In order to remedy this restriction of sense in the construction of reference within older documentation technologies, while still providing precision or search relevance, newer information technologies try to amplify the sensibility of indexed terms through incorporating the historical, social, and geographical uses of these terms, both during indexing and in the process of searching. Examining the neighboring location of signs to one another, their semantic relationships, the social networks and grammars of their use, perhaps location coordinates or time values, and the searches of others and the user’s previous searches, newer documentary technologies use social sense to find a probabilistically better balance between search recall and precision than was available either through older documentation technologies or through pure keyword indexing.

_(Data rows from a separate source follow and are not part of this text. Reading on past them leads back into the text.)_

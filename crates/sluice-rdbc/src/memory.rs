//! In-memory driver
//!
//! Accepts any URL and records every call it receives in a shared
//! [`Journal`] instead of talking to a database. Individual operations can
//! be made to fail with [`Fault`]s, which makes it the driver of choice for
//! dry runs and for exercising error paths in tests.
//!
//! # Example
//!
//! ```rust
//! use sluice_rdbc::memory::{Fault, MemoryDriver};
//!
//! let driver = MemoryDriver::new();
//! let journal = driver.journal();
//! driver.fail(Fault::ExecuteBatch);
//! assert!(journal.executed_batches().is_empty());
//! ```

use async_trait::async_trait;
use parking_lot::Mutex;
use std::collections::{BTreeMap, HashSet};
use std::sync::Arc;

use crate::connection::{Connection, ConnectionConfig, Driver, PreparedStatement};
use crate::error::{Error, Result};
use crate::types::Param;

/// Operations that can be made to fail
#[derive(Debug, Clone, Copy, PartialEq, Eq, Hash)]
pub enum Fault {
    /// `Driver::connect`
    Connect,
    /// `Connection::prepare`
    Prepare,
    /// `PreparedStatement::bind`
    Bind,
    /// `PreparedStatement::add_batch`
    AddBatch,
    /// `PreparedStatement::execute_batch`
    ExecuteBatch,
    /// `PreparedStatement::close`
    CloseStatement,
    /// `Connection::close`
    CloseConnection,
}

/// A call observed by the in-memory driver
#[derive(Debug, Clone, PartialEq)]
pub enum MemoryEvent {
    /// A connection was established
    Connect {
        /// URL as given
        url: String,
        /// Username, if credentials were supplied
        username: Option<String>,
    },
    /// A statement was prepared
    Prepare {
        /// Statement text
        sql: String,
    },
    /// A parameter was bound
    Bind {
        /// 1-based position
        position: usize,
        /// Bound parameter
        param: Param,
    },
    /// The current row was added to the batch
    AddBatch,
    /// The batch was executed
    ExecuteBatch {
        /// Number of rows executed
        rows: usize,
    },
    /// The statement was closed
    CloseStatement,
    /// The connection was closed
    CloseConnection,
}

#[derive(Debug, Default)]
struct JournalState {
    events: Vec<MemoryEvent>,
    batches: Vec<Vec<Vec<Param>>>,
}

/// Shared record of everything the in-memory driver did
#[derive(Debug, Clone, Default)]
pub struct Journal {
    state: Arc<Mutex<JournalState>>,
}

impl Journal {
    fn push(&self, event: MemoryEvent) {
        self.state.lock().events.push(event);
    }

    fn push_batch(&self, rows: Vec<Vec<Param>>) {
        let mut state = self.state.lock();
        state.events.push(MemoryEvent::ExecuteBatch { rows: rows.len() });
        state.batches.push(rows);
    }

    /// All events in call order
    pub fn events(&self) -> Vec<MemoryEvent> {
        self.state.lock().events.clone()
    }

    /// Every bind call as `(position, param)`
    pub fn binds(&self) -> Vec<(usize, Param)> {
        self.state
            .lock()
            .events
            .iter()
            .filter_map(|e| match e {
                MemoryEvent::Bind { position, param } => Some((*position, param.clone())),
                _ => None,
            })
            .collect()
    }

    /// Rows of each successfully executed batch
    pub fn executed_batches(&self) -> Vec<Vec<Vec<Param>>> {
        self.state.lock().batches.clone()
    }

    /// How many times `execute_batch` was called, successful or not
    pub fn execute_calls(&self) -> usize {
        self.count(|e| matches!(e, MemoryEvent::ExecuteBatch { .. }))
    }

    /// Total rows across successfully executed batches
    pub fn rows_executed(&self) -> usize {
        self.state.lock().batches.iter().map(Vec::len).sum()
    }

    /// Number of connections established
    pub fn connects(&self) -> usize {
        self.count(|e| matches!(e, MemoryEvent::Connect { .. }))
    }

    /// Number of statements closed
    pub fn statements_closed(&self) -> usize {
        self.count(|e| matches!(e, MemoryEvent::CloseStatement))
    }

    /// Number of connections closed
    pub fn connections_closed(&self) -> usize {
        self.count(|e| matches!(e, MemoryEvent::CloseConnection))
    }

    /// Forget everything recorded so far
    pub fn clear(&self) {
        let mut state = self.state.lock();
        state.events.clear();
        state.batches.clear();
    }

    fn count(&self, pred: impl Fn(&MemoryEvent) -> bool) -> usize {
        self.state.lock().events.iter().filter(|e| pred(*e)).count()
    }
}

/// Set of operations currently failing
#[derive(Debug, Clone, Default)]
struct Faults(Arc<Mutex<HashSet<Fault>>>);

impl Faults {
    fn check(&self, fault: Fault) -> Result<()> {
        if self.0.lock().contains(&fault) {
            let message = format!("injected {:?} failure", fault);
            return Err(match fault {
                Fault::Connect | Fault::CloseConnection => Error::connection(message),
                Fault::Bind => Error::type_conversion(message),
                _ => Error::query(message),
            });
        }
        Ok(())
    }
}

/// Driver that records calls in memory
#[derive(Debug, Clone, Default)]
pub struct MemoryDriver {
    journal: Journal,
    faults: Faults,
}

impl MemoryDriver {
    /// Create a driver with a fresh journal
    pub fn new() -> Self {
        Self::default()
    }

    /// Handle to the journal shared with every connection of this driver
    pub fn journal(&self) -> Journal {
        self.journal.clone()
    }

    /// Make an operation fail until [`MemoryDriver::recover`] is called
    pub fn fail(&self, fault: Fault) -> &Self {
        self.faults.0.lock().insert(fault);
        self
    }

    /// Stop failing an operation
    pub fn recover(&self, fault: Fault) -> &Self {
        self.faults.0.lock().remove(&fault);
        self
    }
}

#[async_trait]
impl Driver for MemoryDriver {
    fn name(&self) -> &str {
        "memory"
    }

    async fn connect(&self, config: &ConnectionConfig) -> Result<Box<dyn Connection>> {
        self.faults.check(Fault::Connect)?;
        self.journal.push(MemoryEvent::Connect {
            url: config.url.clone(),
            username: config.credentials.as_ref().map(|c| c.username.clone()),
        });
        Ok(Box::new(MemoryConnection {
            journal: self.journal.clone(),
            faults: self.faults.clone(),
            closed: false,
        }))
    }
}

/// Connection handed out by [`MemoryDriver`]
pub struct MemoryConnection {
    journal: Journal,
    faults: Faults,
    closed: bool,
}

#[async_trait]
impl Connection for MemoryConnection {
    async fn prepare(&mut self, sql: &str) -> Result<Box<dyn PreparedStatement>> {
        if self.closed {
            return Err(Error::connection("connection is closed"));
        }
        self.faults.check(Fault::Prepare)?;
        self.journal.push(MemoryEvent::Prepare {
            sql: sql.to_string(),
        });
        Ok(Box::new(MemoryStatement {
            journal: self.journal.clone(),
            faults: self.faults.clone(),
            sql: sql.to_string(),
            current: BTreeMap::new(),
            batch: Vec::new(),
        }))
    }

    async fn close(&mut self) -> Result<()> {
        self.faults.check(Fault::CloseConnection)?;
        self.closed = true;
        self.journal.push(MemoryEvent::CloseConnection);
        Ok(())
    }
}

/// Statement handed out by [`MemoryConnection`]
pub struct MemoryStatement {
    journal: Journal,
    faults: Faults,
    sql: String,
    current: BTreeMap<usize, Param>,
    batch: Vec<Vec<Param>>,
}

#[async_trait]
impl PreparedStatement for MemoryStatement {
    fn bind(&mut self, position: usize, param: Param) -> Result<()> {
        if position == 0 {
            return Err(Error::query("parameter positions start at 1"));
        }
        self.faults.check(Fault::Bind)?;
        self.journal.push(MemoryEvent::Bind {
            position,
            param: param.clone(),
        });
        self.current.insert(position, param);
        Ok(())
    }

    fn add_batch(&mut self) -> Result<()> {
        self.faults.check(Fault::AddBatch)?;
        let row = std::mem::take(&mut self.current).into_values().collect();
        self.batch.push(row);
        self.journal.push(MemoryEvent::AddBatch);
        Ok(())
    }

    fn batch_len(&self) -> usize {
        self.batch.len()
    }

    async fn execute_batch(&mut self) -> Result<Vec<u64>> {
        let rows = std::mem::take(&mut self.batch);
        if let Err(e) = self.faults.check(Fault::ExecuteBatch) {
            self.journal
                .push(MemoryEvent::ExecuteBatch { rows: rows.len() });
            return Err(e);
        }
        let counts = vec![1; rows.len()];
        self.journal.push_batch(rows);
        Ok(counts)
    }

    async fn close(&mut self) -> Result<()> {
        self.faults.check(Fault::CloseStatement)?;
        self.current.clear();
        self.journal.push(MemoryEvent::CloseStatement);
        Ok(())
    }

    fn sql(&self) -> &str {
        &self.sql
    }
}

#[cfg(test)]
mod tests {
    use super::*;
    use crate::types::{SqlType, TypedValue, Value};

    #[tokio::test]
    async fn test_records_binds_and_batches() {
        let driver = MemoryDriver::new();
        let journal = driver.journal();

        let mut conn = driver
            .connect(&ConnectionConfig::new("jdbc:test"))
            .await
            .unwrap();
        let mut stmt = conn.prepare("INSERT INTO t VALUES (?, ?)").await.unwrap();

        stmt.bind(1, Param::Typed(SqlType::Integer, TypedValue::Int(1)))
            .unwrap();
        stmt.bind(2, Param::Null(SqlType::Varchar)).unwrap();
        stmt.add_batch().unwrap();
        assert_eq!(stmt.batch_len(), 1);

        let counts = stmt.execute_batch().await.unwrap();
        assert_eq!(counts, vec![1]);
        assert_eq!(stmt.batch_len(), 0);

        let batches = journal.executed_batches();
        assert_eq!(batches.len(), 1);
        assert_eq!(batches[0][0][1], Param::Null(SqlType::Varchar));
        assert_eq!(journal.binds().len(), 2);
    }

    #[tokio::test]
    async fn test_injected_execute_failure_drains_batch() {
        let driver = MemoryDriver::new();
        driver.fail(Fault::ExecuteBatch);

        let mut conn = driver.connect(&ConnectionConfig::new("x")).await.unwrap();
        let mut stmt = conn.prepare("INSERT").await.unwrap();
        stmt.bind(1, Param::Object(Value::Int32(1))).unwrap();
        stmt.add_batch().unwrap();

        assert!(stmt.execute_batch().await.is_err());
        assert_eq!(stmt.batch_len(), 0);
        assert_eq!(driver.journal().execute_calls(), 1);
        assert_eq!(driver.journal().rows_executed(), 0);
    }

    #[tokio::test]
    async fn test_connect_failure() {
        let driver = MemoryDriver::new();
        driver.fail(Fault::Connect);
        assert!(driver.connect(&ConnectionConfig::new("x")).await.is_err());

        driver.recover(Fault::Connect);
        assert!(driver.connect(&ConnectionConfig::new("x")).await.is_ok());
        assert_eq!(driver.journal().connects(), 1);
    }
}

From the perspective of philosophy of language, in his book Becoming-Social in a Networked Age, Neal Thomas (2018) has deeply explored sense and reference creation through “new media.” Thomas analyzes three forms of graph relations and their philosophies of language operating in these media today: knowledge graphs (e.g., linked data and the semantic web), social graphs (e.g., Facebook algorithms), and predictive-analytic graphs (e.g., machine learning), all constituting “post-documentary” (what I’m calling here, “post-documentation”) technologies (Thomas, 2018). Graph relations create reference by means of sense through logical and algorithmic calculations of semantic, social, and recursive data inputs.

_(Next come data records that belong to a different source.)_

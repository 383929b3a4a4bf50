//! Value types for sluice-rdbc
//!
//! - [`Value`]: a nullable, dynamically typed field value
//! - [`Record`]: an ordered, fixed-arity tuple of values
//! - [`SqlType`]: the SQL type tag declared for a placeholder
//! - [`TypedValue`] / [`Param`]: what a driver receives for one placeholder

use chrono::{DateTime, NaiveDate, NaiveDateTime, NaiveTime, Utc};
use rust_decimal::Decimal;
use serde::{Deserialize, Serialize};
use std::fmt;
use std::str::FromStr;
use uuid::Uuid;

use crate::error::{Error, Result};

/// SQL value type that can hold any field of an incoming record
#[derive(Debug, Clone, PartialEq, Serialize, Deserialize)]
pub enum Value {
    /// SQL NULL
    Null,
    /// Boolean value
    Bool(bool),
    /// 8-bit signed integer (TINYINT)
    Int8(i8),
    /// 16-bit signed integer (SMALLINT)
    Int16(i16),
    /// 32-bit signed integer (INTEGER)
    Int32(i32),
    /// 64-bit signed integer (BIGINT)
    Int64(i64),
    /// 32-bit floating point (REAL)
    Float32(f32),
    /// 64-bit floating point (DOUBLE PRECISION)
    Float64(f64),
    /// Arbitrary precision decimal (NUMERIC, DECIMAL)
    Decimal(Decimal),
    /// Text string (VARCHAR, TEXT, CHAR)
    String(String),
    /// Binary data (BYTEA, BLOB, VARBINARY)
    Bytes(Vec<u8>),
    /// Date without time (DATE)
    Date(NaiveDate),
    /// Time without date (TIME)
    Time(NaiveTime),
    /// Timestamp without timezone (TIMESTAMP)
    DateTime(NaiveDateTime),
    /// Timestamp with timezone (TIMESTAMPTZ)
    DateTimeTz(DateTime<Utc>),
    /// UUID
    Uuid(Uuid),
    /// JSON value
    Json(serde_json::Value),
}

impl Value {
    /// Check if value is NULL
    #[inline]
    pub const fn is_null(&self) -> bool {
        matches!(self, Self::Null)
    }

    /// Name of the variant, used in diagnostics and mismatch errors
    pub fn type_name(&self) -> &'static str {
        match self {
            Self::Null => "null",
            Self::Bool(_) => "bool",
            Self::Int8(_) => "int8",
            Self::Int16(_) => "int16",
            Self::Int32(_) => "int32",
            Self::Int64(_) => "int64",
            Self::Float32(_) => "float32",
            Self::Float64(_) => "float64",
            Self::Decimal(_) => "decimal",
            Self::String(_) => "string",
            Self::Bytes(_) => "bytes",
            Self::Date(_) => "date",
            Self::Time(_) => "time",
            Self::DateTime(_) => "datetime",
            Self::DateTimeTz(_) => "datetime_tz",
            Self::Uuid(_) => "uuid",
            Self::Json(_) => "json",
        }
    }

    /// Try to convert to i64
    pub fn as_i64(&self) -> Option<i64> {
        match self {
            Self::Int8(n) => Some(i64::from(*n)),
            Self::Int16(n) => Some(i64::from(*n)),
            Self::Int32(n) => Some(i64::from(*n)),
            Self::Int64(n) => Some(*n),
            _ => None,
        }
    }
}

impl fmt::Display for Value {
    fn fmt(&self, f: &mut fmt::Formatter<'_>) -> fmt::Result {
        match self {
            Self::Null => write!(f, "NULL"),
            Self::Bool(b) => write!(f, "{b}"),
            Self::Int8(n) => write!(f, "{n}"),
            Self::Int16(n) => write!(f, "{n}"),
            Self::Int32(n) => write!(f, "{n}"),
            Self::Int64(n) => write!(f, "{n}"),
            Self::Float32(n) => write!(f, "{n}"),
            Self::Float64(n) => write!(f, "{n}"),
            Self::Decimal(d) => write!(f, "{d}"),
            Self::String(s) => write!(f, "{s:?}"),
            Self::Bytes(b) => write!(f, "<{} bytes>", b.len()),
            Self::Date(d) => write!(f, "{d}"),
            Self::Time(t) => write!(f, "{t}"),
            Self::DateTime(dt) => write!(f, "{dt}"),
            Self::DateTimeTz(dt) => write!(f, "{dt}"),
            Self::Uuid(u) => write!(f, "{u}"),
            Self::Json(j) => write!(f, "{j}"),
        }
    }
}

impl From<bool> for Value {
    fn from(v: bool) -> Self {
        Self::Bool(v)
    }
}

impl From<i8> for Value {
    fn from(v: i8) -> Self {
        Self::Int8(v)
    }
}

impl From<i16> for Value {
    fn from(v: i16) -> Self {
        Self::Int16(v)
    }
}

impl From<i32> for Value {
    fn from(v: i32) -> Self {
        Self::Int32(v)
    }
}

impl From<i64> for Value {
    fn from(v: i64) -> Self {
        Self::Int64(v)
    }
}

impl From<f32> for Value {
    fn from(v: f32) -> Self {
        Self::Float32(v)
    }
}

impl From<f64> for Value {
    fn from(v: f64) -> Self {
        Self::Float64(v)
    }
}

impl From<Decimal> for Value {
    fn from(v: Decimal) -> Self {
        Self::Decimal(v)
    }
}

impl From<String> for Value {
    fn from(v: String) -> Self {
        Self::String(v)
    }
}

impl From<&str> for Value {
    fn from(v: &str) -> Self {
        Self::String(v.to_owned())
    }
}

impl From<Vec<u8>> for Value {
    fn from(v: Vec<u8>) -> Self {
        Self::Bytes(v)
    }
}

impl From<NaiveDate> for Value {
    fn from(v: NaiveDate) -> Self {
        Self::Date(v)
    }
}

impl From<NaiveTime> for Value {
    fn from(v: NaiveTime) -> Self {
        Self::Time(v)
    }
}

impl From<NaiveDateTime> for Value {
    fn from(v: NaiveDateTime) -> Self {
        Self::DateTime(v)
    }
}

impl From<DateTime<Utc>> for Value {
    fn from(v: DateTime<Utc>) -> Self {
        Self::DateTimeTz(v)
    }
}

impl From<Uuid> for Value {
    fn from(v: Uuid) -> Self {
        Self::Uuid(v)
    }
}

impl From<serde_json::Value> for Value {
    fn from(v: serde_json::Value) -> Self {
        Self::Json(v)
    }
}

impl<T: Into<Value>> From<Option<T>> for Value {
    fn from(v: Option<T>) -> Self {
        match v {
            Some(val) => val.into(),
            None => Self::Null,
        }
    }
}

/// An ordered, fixed-arity tuple of field values produced upstream
///
/// Fields are addressed by position only; placeholder `n` (1-based) of the
/// insert statement receives field `n - 1`.
#[derive(Debug, Clone, Default, PartialEq, Serialize, Deserialize)]
#[serde(transparent)]
pub struct Record {
    values: Vec<Value>,
}

impl Record {
    /// Create a record from its field values
    pub fn new(values: Vec<Value>) -> Self {
        Self { values }
    }

    /// Number of fields
    #[inline]
    pub fn arity(&self) -> usize {
        self.values.len()
    }

    /// Whether the record has no fields
    #[inline]
    pub fn is_empty(&self) -> bool {
        self.values.is_empty()
    }

    /// Field at a 0-based index
    #[inline]
    pub fn get(&self, idx: usize) -> Option<&Value> {
        self.values.get(idx)
    }

    /// All fields in order
    #[inline]
    pub fn values(&self) -> &[Value] {
        &self.values
    }

    /// Iterate over the fields in order
    pub fn iter(&self) -> std::slice::Iter<'_, Value> {
        self.values.iter()
    }

    /// Consume the record into its values
    pub fn into_values(self) -> Vec<Value> {
        self.values
    }
}

impl From<Vec<Value>> for Record {
    fn from(values: Vec<Value>) -> Self {
        Self::new(values)
    }
}

impl FromIterator<Value> for Record {
    fn from_iter<I: IntoIterator<Item = Value>>(iter: I) -> Self {
        Self::new(iter.into_iter().collect())
    }
}

impl<'a> IntoIterator for &'a Record {
    type Item = &'a Value;
    type IntoIter = std::slice::Iter<'a, Value>;

    fn into_iter(self) -> Self::IntoIter {
        self.values.iter()
    }
}

/// SQL type tag declared for a placeholder
///
/// The recognized variants each select one typed bind. Anything else is
/// carried as [`SqlType::Other`] with its JDBC type code and is bound
/// generically.
#[derive(Debug, Clone, Copy, PartialEq, Eq, Hash, Serialize, Deserialize)]
#[serde(try_from = "SqlTypeRepr", into = "SqlTypeRepr")]
pub enum SqlType {
    /// NULL
    Null,
    /// BOOLEAN
    Boolean,
    /// BIT
    Bit,
    /// CHAR
    Char,
    /// NCHAR
    NChar,
    /// VARCHAR
    Varchar,
    /// LONGVARCHAR
    LongVarchar,
    /// LONGNVARCHAR
    LongNVarchar,
    /// TINYINT
    TinyInt,
    /// SMALLINT
    SmallInt,
    /// INTEGER
    Integer,
    /// BIGINT
    BigInt,
    /// REAL
    Real,
    /// FLOAT
    Float,
    /// DOUBLE
    Double,
    /// DECIMAL
    Decimal,
    /// NUMERIC
    Numeric,
    /// DATE
    Date,
    /// TIME
    Time,
    /// TIMESTAMP
    Timestamp,
    /// BINARY
    Binary,
    /// VARBINARY
    VarBinary,
    /// LONGVARBINARY
    LongVarBinary,
    /// Any other type code (ARRAY, BLOB, CLOB, OTHER, ...)
    ///
    /// Built directly, this may hold the code of a recognized tag; use
    /// [`SqlType::normalized`] before dispatching on it.
    Other(i32),
}

/// Name/code pairs for the recognized tags, in declaration order
const RECOGNIZED: &[(SqlType, &str, i32)] = &[
    (SqlType::Null, "NULL", 0),
    (SqlType::Boolean, "BOOLEAN", 16),
    (SqlType::Bit, "BIT", -7),
    (SqlType::Char, "CHAR", 1),
    (SqlType::NChar, "NCHAR", -15),
    (SqlType::Varchar, "VARCHAR", 12),
    (SqlType::LongVarchar, "LONGVARCHAR", -1),
    (SqlType::LongNVarchar, "LONGNVARCHAR", -16),
    (SqlType::TinyInt, "TINYINT", -6),
    (SqlType::SmallInt, "SMALLINT", 5),
    (SqlType::Integer, "INTEGER", 4),
    (SqlType::BigInt, "BIGINT", -5),
    (SqlType::Real, "REAL", 7),
    (SqlType::Float, "FLOAT", 6),
    (SqlType::Double, "DOUBLE", 8),
    (SqlType::Decimal, "DECIMAL", 3),
    (SqlType::Numeric, "NUMERIC", 2),
    (SqlType::Date, "DATE", 91),
    (SqlType::Time, "TIME", 92),
    (SqlType::Timestamp, "TIMESTAMP", 93),
    (SqlType::Binary, "BINARY", -2),
    (SqlType::VarBinary, "VARBINARY", -3),
    (SqlType::LongVarBinary, "LONGVARBINARY", -4),
];

/// Well-known type codes without a dedicated bind
const UNMANAGED: &[(&str, i32)] = &[
    ("NVARCHAR", SqlType::NVARCHAR),
    ("OTHER", SqlType::OTHER),
    ("JAVA_OBJECT", 2000),
    ("DISTINCT", 2001),
    ("STRUCT", 2002),
    ("ARRAY", 2003),
    ("BLOB", 2004),
    ("CLOB", 2005),
    ("REF", 2006),
    ("DATALINK", 70),
    ("ROWID", -8),
    ("NCLOB", 2011),
    ("SQLXML", 2009),
    ("TIMESTAMP_WITH_TIMEZONE", SqlType::TIMESTAMP_WITH_TIMEZONE),
];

For Thomas (2018), the key to understanding post-documentation technologies is understanding how they locate and eventually package data into meaningful referential identities and categories through different techniques of rationality (e.g., analytical reasoning, social communication, and predictive computing). In the case of personal computing and mobile devices, input increasingly includes the actions and past actions of system users for calculating likely information and likely relationships between documentary items or between data. Increasingly in the development of these technologies, the post–World War II perspective of cybernetics in information system design becomes more apparent: the “user” of a system is used by the system in order to create meaning for the user and for others (Thomas, 2012; Day, 2014). The user is a data point in a communicative feedback system that rationalizes the whole, sometimes “on the fly,” and sometimes further in machine processing. In short, the user is a function within a documentary system that isn’t just present for the user, but rather indexes the user based on past occurences of data and, increasingly in online systems, predicted futures of data. Post-documentation technologies maintain the perspective that has been inherited from traditional documentation systems that the user’s needs are constituted by the documents available, but now they make the user a function within iterative feedback or dialectical loops that are increasingly indexed to both users’ and documents’ past, present, and future sensibilities via relationships, weighted judgments, and predictive learning using varieties of data types (language, geographical position, friends, time, etc.).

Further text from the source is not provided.